Docket: IMM-6756-25
Citation: 2026 FC 570
Toronto, Ontario, April 29, 2026
PRESENT: The Honourable Mr. Justice Ahmed
|
BETWEEN:
|
|
KUBURAT BOLATITO AMODU
|
|
Applicant
|
|
and
|
|
THE MINISTER OF PUBLIC SAFETY AND EMERGENCY PREPAREDNESS
|
|
Respondent
|
JUDGMENT AND REASONS
I. Overview
[1] The Applicant, Kuburat Bolatito Amodu, seeks judicial review of a negative pre-removal risk assessment (“PRRA”
) made by a senior immigration officer (the “Officer”
), dated February 11, 2025.
[2] The Applicant submits that the negative PRRA is unreasonable because the Officer disregarded risks to the Applicant based on her mental health status and her faith.
[3] For the reasons that follow, I find that the Officer’s decision is reasonable. Accordingly, I dismiss this application for judicial review.
II. Background
[4] The Applicant is a 57-year-old citizen of Nigeria
[5] On February 2, 2018, the Applicant most recently entered Canada on a temporary visitor’s visa to see her daughter.
[6] On October 23, 2020, the Applicant filed a refugee claim. She based her claim on the persecution she faced from her former romantic partner and his extended family, including his other romantic partners and children, due to her conversion from Islam to Christianity.
[7] In a decision dated April 6, 2022, the Refugee Protection Division (“RPD”
) refused the Applicant’s refugee claim. The determinative issue was credibility. In a decision dated August 26, 2022, the Refugee Appeal Division (“RAD”
) affirmed the RPD’s determination.
[8] On November 11, 2024, the Applicant applied for a PRRA. She specified that she faced continued threats from her former partner and his extended family. She also described that returning to Nigeria would trigger fear and sadness, leading to the potential recurrence of her post-traumatic stress disorder (“PTSD”
) symptoms. In her PRRA application, she included support and character letters along with a report from a psychotherapist.
[9] In a letter dated February 12, 2025, the Officer refused the Applicant’s PRRA.
[10] The Officer relied on Kim v Canada (Minister of Citizenship and Immigration), 2005 FC 437 at paragraph 70, to determine that they could not consider humanitarian and compassionate factors. They consequently excluded the Applicant’s character reference letters and her report from a psychotherapist.
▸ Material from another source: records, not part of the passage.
//! Fourier-series seasonal components.

use super::config::{AdditiveConfig, SeasonalityMode};
use chrono::NaiveDate;
use std::f64::consts::PI;

/// A periodic component modelled as a truncated Fourier series.
#[derive(Debug, Clone, PartialEq)]
pub struct SeasonalComponent {
    pub name: String,
    pub period: f64,
    pub order: usize,
}

impl SeasonalComponent {
    /// Order is capped at the Nyquist limit for daily sampling.
    pub fn new(name: impl Into<String>, period: f64, order: usize) -> Self {
        let nyquist = ((period / 2.0).floor() as usize).max(1);
        Self {
            name: name.into(),
            period,
            order: order.clamp(1, nyquist),
        }
    }

    pub fn weekly() -> Self {
        Self::new("weekly", 7.0, 3)
    }

    pub fn yearly() -> Self {
        Self::new("yearly", 365.25, 10)
    }

    /// Number of design columns (a cosine and a sine per order).
    pub fn n_features(&self) -> usize {
        2 * self.order
    }

    /// Feature values for an absolute day number.
    pub fn features(&self, day: f64) -> impl Iterator<Item = f64> + '_ {
        (1..=self.order).flat_map(move |k| {
            let x = 2.0 * PI * k as f64 * day / self.period;
            [x.cos(), x.sin()]
        })
    }

    /// Evaluate the component with fitted coefficients at an absolute day.
    pub fn evaluate(&self, coefficients: &[f64], day: f64) -> f64 {
        self.features(day)
            .zip(coefficients)
            .map(|(f, c)| f * c)
            .sum()
    }

    /// Append this component's design columns for the given days.
    pub(crate) fn push_columns(&self, days: &[f64], columns: &mut Vec<Vec<f64>>) {
        let start = columns.len();
        columns.extend((0..self.n_features()).map(|_| Vec::with_capacity(days.len())));
        for &day in days {
            for (j, f) in self.features(day).enumerate() {
                columns[start + j].push(f);
            }
        }
    }
}

/// Days since 1970-01-01, so seasonal phase is independent of the history start.
pub fn epoch_day(date: NaiveDate) -> f64 {
    let epoch = NaiveDate::from_ymd_opt(1970, 1, 1).unwrap_or(NaiveDate::MIN);
    (date - epoch).num_days() as f64
}

/// Resolve which components to fit given the history extent.
///
/// Auto components need two full periods of history and enough observations
/// to identify their coefficients.
pub(crate) fn resolve_components(
    config: &AdditiveConfig,
    span_days: f64,
    observed: usize,
) -> Vec<SeasonalComponent> {
    let identifiable = |c: &SeasonalComponent| {
        span_days >= 2.0 * c.period && observed >= 2 * c.n_features()
    };

    let mut components = Vec::new();
    for (mode, component) in [
        (config.weekly, SeasonalComponent::weekly()),
        (config.yearly, SeasonalComponent::yearly()),
    ] {
        let enabled = match mode {
            SeasonalityMode::Enabled => true,
            SeasonalityMode::Disabled => false,
            SeasonalityMode::Auto => identifiable(&component),
        };
        if enabled {
            components.push(component);
        }
    }
    components.extend(
        config
            .extra_seasonalities
            .iter()
            .map(|s| SeasonalComponent::new(s.name.clone(), s.period_days, s.fourier_order)),
    );
    components
}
[11] The Officer also emphasized that the RPD and the RAD’s determination as to the Applicant’s stated risk was final, subject only to the possibility that new evidence shows that the Applicant is exposed to a new, different or additional risk that was not contemplated by the RPD in accordance with Escalona Perez v Canada (Minister of Citizenship and Immigration), 2006 FC 1379 at paragraph 5. After referencing portions of the RPD and RAD’s decisions, the Officer determined that the Applicant’s PRRA submissions relied on the same risk that had already been assessed.
[12] In any case, regarding the Applicant’s risk from her former partner and his extended family, the Officer noted that the Applicant had stated during the RPD hearing that she converted to Christianity in 2006 yet included her former partner on her application for permanent residency in Canada in 2011. The Officer also noted that the Applicant’s former partner was born in 1936, and that there is a lack of evidence that, at his current age, he poses a threat to the Applicant.
[13] The Officer further found that the Applicant had not rebutted the presumption of state protection in Nigeria. The Officer determined that the Applicant’s assertion that the police do not often intervene in cases like hers was insufficient given that she had not actually sought police intervention.
[14] The Officer further reviewed country condition documents and determined that there were no personalized, forward-looking risks to the Applicant. The Officer therefore denied the Applicant’s PRRA.
[15] This is the decision presently under review.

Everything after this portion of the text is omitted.